## Records shown
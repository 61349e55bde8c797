//! Builtins - Tools exposed over MCP
//!
//! - Session tools: start_session, read_output, terminate_session, list_sessions
//! - Media tool: convert_media (builds an ffmpeg command and starts a session)

mod convert_media;
mod list_sessions;
mod read_output;
mod start_session;
mod terminate_session;

pub use convert_media::{ConvertMediaTool, MediaConfig};
pub use list_sessions::ListSessionsTool;
pub use read_output::ReadOutputTool;
pub use start_session::StartSessionTool;
pub use terminate_session::TerminateSessionTool;

use crate::process::ProcessManager;
use crate::registry::ToolRegistry;
use std::sync::Arc;

/// Configuration for built-in tools
#[derive(Debug, Clone, Default)]
pub struct BuiltinsConfig {
    /// Settings for `convert_media`
    pub media: MediaConfig,
}

/// Register all built-in tools with default configuration
pub fn register_builtins(registry: &mut ToolRegistry, manager: Arc<ProcessManager>) {
    register_builtins_with_config(registry, manager, &BuiltinsConfig::default());
}

/// Register all built-in tools over a shared session manager
pub fn register_builtins_with_config(
    registry: &mut ToolRegistry,
    manager: Arc<ProcessManager>,
    config: &BuiltinsConfig,
) {
    registry.register(Arc::new(StartSessionTool::new(Arc::clone(&manager))));
    registry.register(Arc::new(ReadOutputTool::new(Arc::clone(&manager))));
    registry.register(Arc::new(TerminateSessionTool::new(Arc::clone(&manager))));
    registry.register(Arc::new(ListSessionsTool::new(Arc::clone(&manager))));
    registry.register(Arc::new(ConvertMediaTool::new(
        manager,
        config.media.clone(),
    )));
}

/// Parse tool arguments into `T`, reporting problems as invalid input.
pub(crate) fn parse_input<T: serde::de::DeserializeOwned>(input: serde_json::Value) -> crate::Result<T> {
    serde_json::from_value(input)
        .map_err(|e| crate::Error::InvalidInput(format!("Invalid arguments: {}", e)))
}
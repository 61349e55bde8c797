//! Server module for ffpilot
//!
//! - `config`: Configuration structures
//! - `loader`: Configuration loading from files and environment

pub mod config;
mod loader;

pub use loader::load_config;

use crate::mcp::McpBridge;
use anyhow::Result;
use self::config::AppConfig;
use ffpilot_tools::{
    register_builtins_with_config, BuiltinsConfig, ProcessManager, RunnerConfig, ToolRegistry,
    ToolRunner,
};
use std::sync::Arc;
use tracing::{info, warn};

/// Register the built-in tools and apply the `[tools]` section.
pub fn build_registry(config: &AppConfig, manager: Arc<ProcessManager>) -> ToolRegistry {
    let mut registry = ToolRegistry::new();
    let builtins = BuiltinsConfig {
        media: config.media.clone(),
    };
    register_builtins_with_config(&mut registry, manager, &builtins);

    for name in &config.tools.disabled {
        if !registry.disable(name) {
            warn!(tool = %name, "Cannot disable unknown tool");
        }
    }
    registry
}

/// Serve MCP over stdio until the client disconnects or Ctrl-C.
pub async fn run(config: AppConfig) -> Result<()> {
    info!(
        "Starting ffpilot MCP server v{}",
        env!("CARGO_PKG_VERSION")
    );
    info!(
        allowed = ?config.process.allowed_commands,
        default_timeout_ms = config.process.default_timeout_ms,
        "Process sessions configured"
    );

    let manager = Arc::new(ProcessManager::new(config.process.clone()));
    let registry = build_registry(&config, Arc::clone(&manager));
    let runner = ToolRunner::new(Arc::new(registry), RunnerConfig::default());
    let bridge = McpBridge::new(runner, Arc::clone(&manager));

    tokio::select! {
        result = bridge.run_stdio() => result,
        _ = tokio::signal::ctrl_c() => {
            info!("Interrupted, terminating sessions");
            manager.shutdown().await;
            Ok(())
        }
    }
}

/// Print the registered tool definitions as JSON.
pub async fn print_tools(config: AppConfig) -> Result<()> {
    let manager = Arc::new(ProcessManager::new(config.process.clone()));
    let registry = build_registry(&config, manager);
    let definitions = registry.list_enabled();
    println!("{}", serde_json::to_string_pretty(&definitions)?);
    Ok(())
}

#[cfg(test)]
mod tests {
    use super::*;

    #[tokio::test]
    async fn test_disabled_tools_are_hidden() {
        let mut config = AppConfig::default();
        config.tools.disabled = vec!["convert_media".to_string(), "bogus".to_string()];
        let manager = Arc::new(ProcessManager::new(config.process.clone()));

        let registry = build_registry(&config, manager);
        assert_eq!(registry.len(), 5);
        assert_eq!(registry.list_enabled().len(), 4);
        assert!(registry
            .list_enabled()
            .iter()
            .all(|d| d.name != "convert_media"));
    }
}
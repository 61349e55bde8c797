//! Line-based JSON-RPC loop dispatching MCP methods to the tool runner
//!
//! Supported methods:
//! - `initialize` → server capabilities
//! - `tools/list` → tool definitions
//! - `tools/call` → execute a tool
//! - `ping` → empty result
//! - `prompts/list`, `resources/list` → empty

use super::protocol::{
    JsonRpcRequest, JsonRpcResponse, McpToolDef, ServerCapabilities, ToolCapability,
    INVALID_PARAMS, METHOD_NOT_FOUND, PARSE_ERROR, PROTOCOL_VERSION,
};
use ffpilot_tools::{ProcessManager, ToolRunner};
use serde_json::{json, Value};
use std::sync::Arc;
use tokio::io::{AsyncBufRead, AsyncBufReadExt, AsyncWrite, AsyncWriteExt};
use tracing::{debug, error, info};

/// MCP bridge between a JSON-RPC stream and the tool runner.
pub struct McpBridge {
    runner: ToolRunner,
    manager: Arc<ProcessManager>,
}

impl McpBridge {
    pub fn new(runner: ToolRunner, manager: Arc<ProcessManager>) -> Self {
        Self { runner, manager }
    }

    /// Run over the process's stdin/stdout.
    pub async fn run_stdio(&self) -> anyhow::Result<()> {
        let reader = tokio::io::BufReader::new(tokio::io::stdin());
        self.run(reader, tokio::io::stdout()).await
    }

    /// Serve requests until `reader` reaches EOF, then kill remaining sessions.
    pub async fn run<R, W>(&self, mut reader: R, mut writer: W) -> anyhow::Result<()>
    where
        R: AsyncBufRead + Unpin,
        W: AsyncWrite + Unpin,
    {
        info!("MCP server started (JSON-RPC 2.0 over stdio)");

        let mut line = String::new();
        let served = loop {
            line.clear();
            let n = match reader.read_line(&mut line).await {
                Ok(n) => n,
                Err(e) => break Err(anyhow::Error::from(e)),
            };
            if n == 0 {
                break Ok(()); // EOF
            }

            let Some(response) = self.handle_line(&line).await else {
                continue;
            };
            if let Err(e) = write_response(&mut writer, &response).await {
                break Err(e);
            }
        };

        let terminated = self.manager.shutdown().await;
        info!(terminated, "MCP server shutting down");
        served
    }

    async fn handle_line(&self, line: &str) -> Option<JsonRpcResponse> {
        let trimmed = line.trim();
        if trimmed.is_empty() {
            return None;
        }

        match serde_json::from_str::<JsonRpcRequest>(trimmed) {
            Ok(request) if request.is_notification() => {
                debug!(method = %request.method, "MCP notification");
                None
            }
            Ok(request) => {
                debug!(method = %request.method, "MCP request");
                Some(self.handle_request(request).await)
            }
            Err(e) => Some(JsonRpcResponse::err(
                None,
                PARSE_ERROR,
                format!("Parse error: {}", e),
            )),
        }
    }

    async fn handle_request(&self, req: JsonRpcRequest) -> JsonRpcResponse {
        match req.method.as_str() {
            "initialize" => self.handle_initialize(req.id),
            "ping" => JsonRpcResponse::ok(req.id, json!({})),
            "tools/list" => self.handle_tools_list(req.id),
            "tools/call" => self.handle_tools_call(req.id, req.params).await,
            "prompts/list" => JsonRpcResponse::ok(req.id, json!({ "prompts": [] })),
            "resources/list" => JsonRpcResponse::ok(req.id, json!({ "resources": [] })),
            _ => JsonRpcResponse::err(
                req.id,
                METHOD_NOT_FOUND,
                format!("Method not found: {}", req.method),
            ),
        }
    }

    fn handle_initialize(&self, id: Option<Value>) -> JsonRpcResponse {
        JsonRpcResponse::ok(
            id,
            json!({
                "protocolVersion": PROTOCOL_VERSION,
                "capabilities": ServerCapabilities {
                    tools: ToolCapability { list_changed: false },
                },
                "serverInfo": {
                    "name": "ffpilot",
                    "version": env!("CARGO_PKG_VERSION"),
                }
            }),
        )
    }

    fn handle_tools_list(&self, id: Option<Value>) -> JsonRpcResponse {
        let tools: Vec<McpToolDef> = self
            .runner
            .registry()
            .list_enabled()
            .into_iter()
            .map(|def| McpToolDef {
                name: def.name.clone(),
                description: Some(def.description.clone()),
                input_schema: def.parameters.clone(),
            })
            .collect();

        JsonRpcResponse::ok(id, json!({ "tools": tools }))
    }

    async fn handle_tools_call(&self, id: Option<Value>, params: Value) -> JsonRpcResponse {
        let Some(name) = params.get("name").and_then(Value::as_str) else {
            return JsonRpcResponse::err(id, INVALID_PARAMS, "Missing 'name' parameter");
        };

        let arguments = match params.get("arguments") {
            None | Some(Value::Null) => json!({}),
            Some(args) => args.clone(),
        };

        match self.runner.execute(name, arguments).await {
            Ok(exec) => {
                let result = exec.result;
                let mut body = json!({
                    "content": [{ "type": "text", "text": result.text() }],
                    "isError": !result.success,
                });
                if result.success && result.output.is_object() {
                    body["structuredContent"] = result.output;
                }
                JsonRpcResponse::ok(id, body)
            }
            Err(e) => {
                error!(tool = %name, error = %e, "MCP tool call failed");
                JsonRpcResponse::ok(
                    id,
                    json!({
                        "content": [{
                            "type": "text",
                            "text": format!("Tool execution error: {}", e)
                        }],
                        "isError": true,
                    }),
                )
            }
        }
    }
}

async fn write_response<W>(writer: &mut W, response: &JsonRpcResponse) -> anyhow::Result<()>
where
    W: AsyncWrite + Unpin,
{
    let json = serde_json::to_string(response)?;
    writer.write_all(json.as_bytes()).await?;
    writer.write_all(b"\n").await?;
    writer.flush().await?;
    Ok(())
}

#[cfg(test)]
mod tests {
    use super::*;
    use ffpilot_tools::{register_builtins, ProcessConfig, ToolRegistry};

    fn bridge_with(config: ProcessConfig) -> (McpBridge, Arc<ProcessManager>) {
        let manager = Arc::new(ProcessManager::new(config));
        let mut registry = ToolRegistry::new();
        register_builtins(&mut registry, Arc::clone(&manager));
        let runner = ToolRunner::with_defaults(Arc::new(registry));
        (McpBridge::new(runner, Arc::clone(&manager)), manager)
    }

    fn bridge() -> McpBridge {
        bridge_with(ProcessConfig::default()).0
    }

    async fn exchange(bridge: &McpBridge, input: &str) -> Vec<Value> {
        let mut output = Vec::new();
        bridge.run(input.as_bytes(), &mut output).await.unwrap();
        String::from_utf8(output)
            .unwrap()
            .lines()
            .map(|l| serde_json::from_str(l).unwrap())
            .collect()
    }

    #[tokio::test]
    async fn test_handle_initialize() {
        let responses = exchange(
            &bridge(),
            r#"{"jsonrpc":"2.0","id":1,"method":"initialize","params":{}}"#,
        )
        .await;
        assert_eq!(responses.len(), 1);
        assert_eq!(responses[0]["id"], 1);
        assert_eq!(responses[0]["result"]["protocolVersion"], "2024-11-05");
        assert_eq!(responses[0]["result"]["serverInfo"]["name"], "ffpilot");
    }

    #[tokio::test]
    async fn test_notifications_get_no_response() {
        let input = concat!(
            r#"{"jsonrpc":"2.0","method":"notifications/initialized"}"#,
            "\n\n",
            r#"{"jsonrpc":"2.0","id":2,"method":"ping"}"#,
            "\n"
        );
        let responses = exchange(&bridge(), input).await;
        assert_eq!(responses.len(), 1);
        assert_eq!(responses[0]["id"], 2);
    }

    #[tokio::test]
    async fn test_protocol_errors() {
        let input = concat!(
            "not json\n",
            r#"{"jsonrpc":"2.0","id":3,"method":"nonexistent"}"#,
            "\n",
            r#"{"jsonrpc":"2.0","id":4,"method":"tools/call","params":{}}"#,
            "\n"
        );
        let responses = exchange(&bridge(), input).await;
        assert_eq!(responses[0]["error"]["code"], -32700);
        assert_eq!(responses[0]["id"], Value::Null);
        assert_eq!(responses[1]["error"]["code"], -32601);
        assert_eq!(responses[2]["error"]["code"], -32602);
    }

    #[tokio::test]
    async fn test_tools_list() {
        let responses = exchange(
            &bridge(),
            r#"{"jsonrpc":"2.0","id":5,"method":"tools/list"}"#,
        )
        .await;
        let tools = responses[0]["result"]["tools"].as_array().unwrap();
        let names: Vec<_> = tools.iter().map(|t| t["name"].as_str().unwrap()).collect();
        assert_eq!(
            names,
            [
                "convert_media",
                "list_sessions",
                "read_output",
                "start_session",
                "terminate_session"
            ]
        );
        assert!(tools.iter().all(|t| t["inputSchema"]["type"] == "object"));
    }

    #[tokio::test]
    async fn test_tool_errors_are_results() {
        let input = concat!(
            r#"{"jsonrpc":"2.0","id":6,"method":"tools/call","params":{"name":"start_session","arguments":{"command":"rm -rf /"}}}"#,
            "\n",
            r#"{"jsonrpc":"2.0","id":7,"method":"tools/call","params":{"name":"no_such_tool"}}"#,
            "\n"
        );
        let responses = exchange(&bridge(), input).await;
        assert_eq!(responses[0]["result"]["isError"], true);
        let text = responses[0]["result"]["content"][0]["text"].as_str().unwrap();
        assert!(text.contains("not allowed"));
        assert_eq!(responses[1]["result"]["isError"], true);
    }

    #[tokio::test]
    async fn test_list_sessions_text() {
        let responses = exchange(
            &bridge(),
            r#"{"jsonrpc":"2.0","id":8,"method":"tools/call","params":{"name":"list_sessions","arguments":{}}}"#,
        )
        .await;
        let result = &responses[0]["result"];
        assert_eq!(result["isError"], false);
        assert_eq!(result["content"][0]["text"], "No active sessions");
        assert_eq!(result["structuredContent"]["count"], 0);
    }

    #[cfg(unix)]
    #[tokio::test]
    async fn test_eof_terminates_live_sessions() {
        let (bridge, manager) = bridge_with(ProcessConfig {
            allowed_commands: vec!["sleep".to_string()],
            default_shell: Some("/bin/sh".to_string()),
            settle_window_ms: 100,
            ..Default::default()
        });
        let responses = exchange(
            &bridge,
            r#"{"jsonrpc":"2.0","id":9,"method":"tools/call","params":{"name":"start_session","arguments":{"command":"sleep 30"}}}"#,
        )
        .await;
        assert_eq!(responses[0]["result"]["isError"], false);
        assert!(responses[0]["result"]["structuredContent"]["id"].as_u64().is_some());
        assert!(manager.store().is_empty());
    }
}
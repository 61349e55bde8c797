//! ffpilot Tools - Process sessions and the tools that drive them
//!
//! This crate provides:
//! - Process: background session manager (spawn, buffer, deadlines, sweep, kill)
//! - Registry: Tool registration and discovery
//! - Runner: Tool execution engine with timeouts
//! - Builtins: the session tools plus `convert_media`

#![deny(unsafe_code)]
#![warn(missing_docs)]

pub mod builtins;
pub mod error;
pub mod process;
pub mod registry;
pub mod runner;

pub use builtins::{register_builtins, register_builtins_with_config, BuiltinsConfig, MediaConfig};
pub use error::{Error, Result};
pub use process::{ProcessConfig, ProcessManager, ReadOutcome, SessionId, SessionSummary};
pub use registry::{RiskLevel, Tool, ToolCategory, ToolDefinition, ToolRegistry, ToolResult};
pub use runner::{ExecutionOptions, ExecutionResult, RunnerConfig, ToolRunner};
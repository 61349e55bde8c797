//! Server configuration types

use anyhow::{bail, Result};
use ffpilot_tools::{MediaConfig, ProcessConfig};
use serde::{Deserialize, Serialize};

/// Application configuration
#[derive(Debug, Clone, Default, Serialize, Deserialize)]
pub struct AppConfig {
    #[serde(default)]
    pub process: ProcessConfig,
    #[serde(default)]
    pub media: MediaConfig,
    #[serde(default)]
    pub logging: LoggingConfig,
    #[serde(default)]
    pub tools: ToolsConfig,
}

/// Logging configuration
#[derive(Debug, Clone, Serialize, Deserialize)]
pub struct LoggingConfig {
    /// `EnvFilter` directive used when `RUST_LOG` is unset
    #[serde(default = "default_log_level")]
    pub level: String,
}

fn default_log_level() -> String {
    "ffpilot=info,ffpilot_tools=info".to_string()
}

impl Default for LoggingConfig {
    fn default() -> Self {
        Self {
            level: default_log_level(),
        }
    }
}

/// Tool exposure configuration
#[derive(Debug, Clone, Default, Serialize, Deserialize)]
pub struct ToolsConfig {
    /// Tools registered but hidden from clients
    #[serde(default)]
    pub disabled: Vec<String>,
}

impl AppConfig {
    /// Reject values the server cannot run with.
    pub fn validate(&self) -> Result<()> {
        if let Err(reason) = self.process.validate() {
            bail!("Invalid configuration: {}", reason);
        }
        if self.media.ffmpeg_path.trim().is_empty() {
            bail!("Invalid configuration: media.ffmpeg_path must not be empty");
        }
        if self.media.max_input_bytes == 0 {
            bail!("Invalid configuration: media.max_input_bytes must be greater than zero");
        }
        Ok(())
    }
}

## Assigned task
Your answer should consist of the lines above that hold the word "ToolRegistry".

## Output below
use crate::registry::ToolRegistry;
pub fn register_builtins(registry: &mut ToolRegistry, manager: Arc<ProcessManager>) {
    registry: &mut ToolRegistry,
    register_builtins_with_config, BuiltinsConfig, ProcessManager, RunnerConfig, ToolRegistry,
pub fn build_registry(config: &AppConfig, manager: Arc<ProcessManager>) -> ToolRegistry {
    let mut registry = ToolRegistry::new();
    use ffpilot_tools::{register_builtins, ProcessConfig, ToolRegistry};
        let mut registry = ToolRegistry::new();
pub use registry::{RiskLevel, Tool, ToolCategory, ToolDefinition, ToolRegistry, ToolResult};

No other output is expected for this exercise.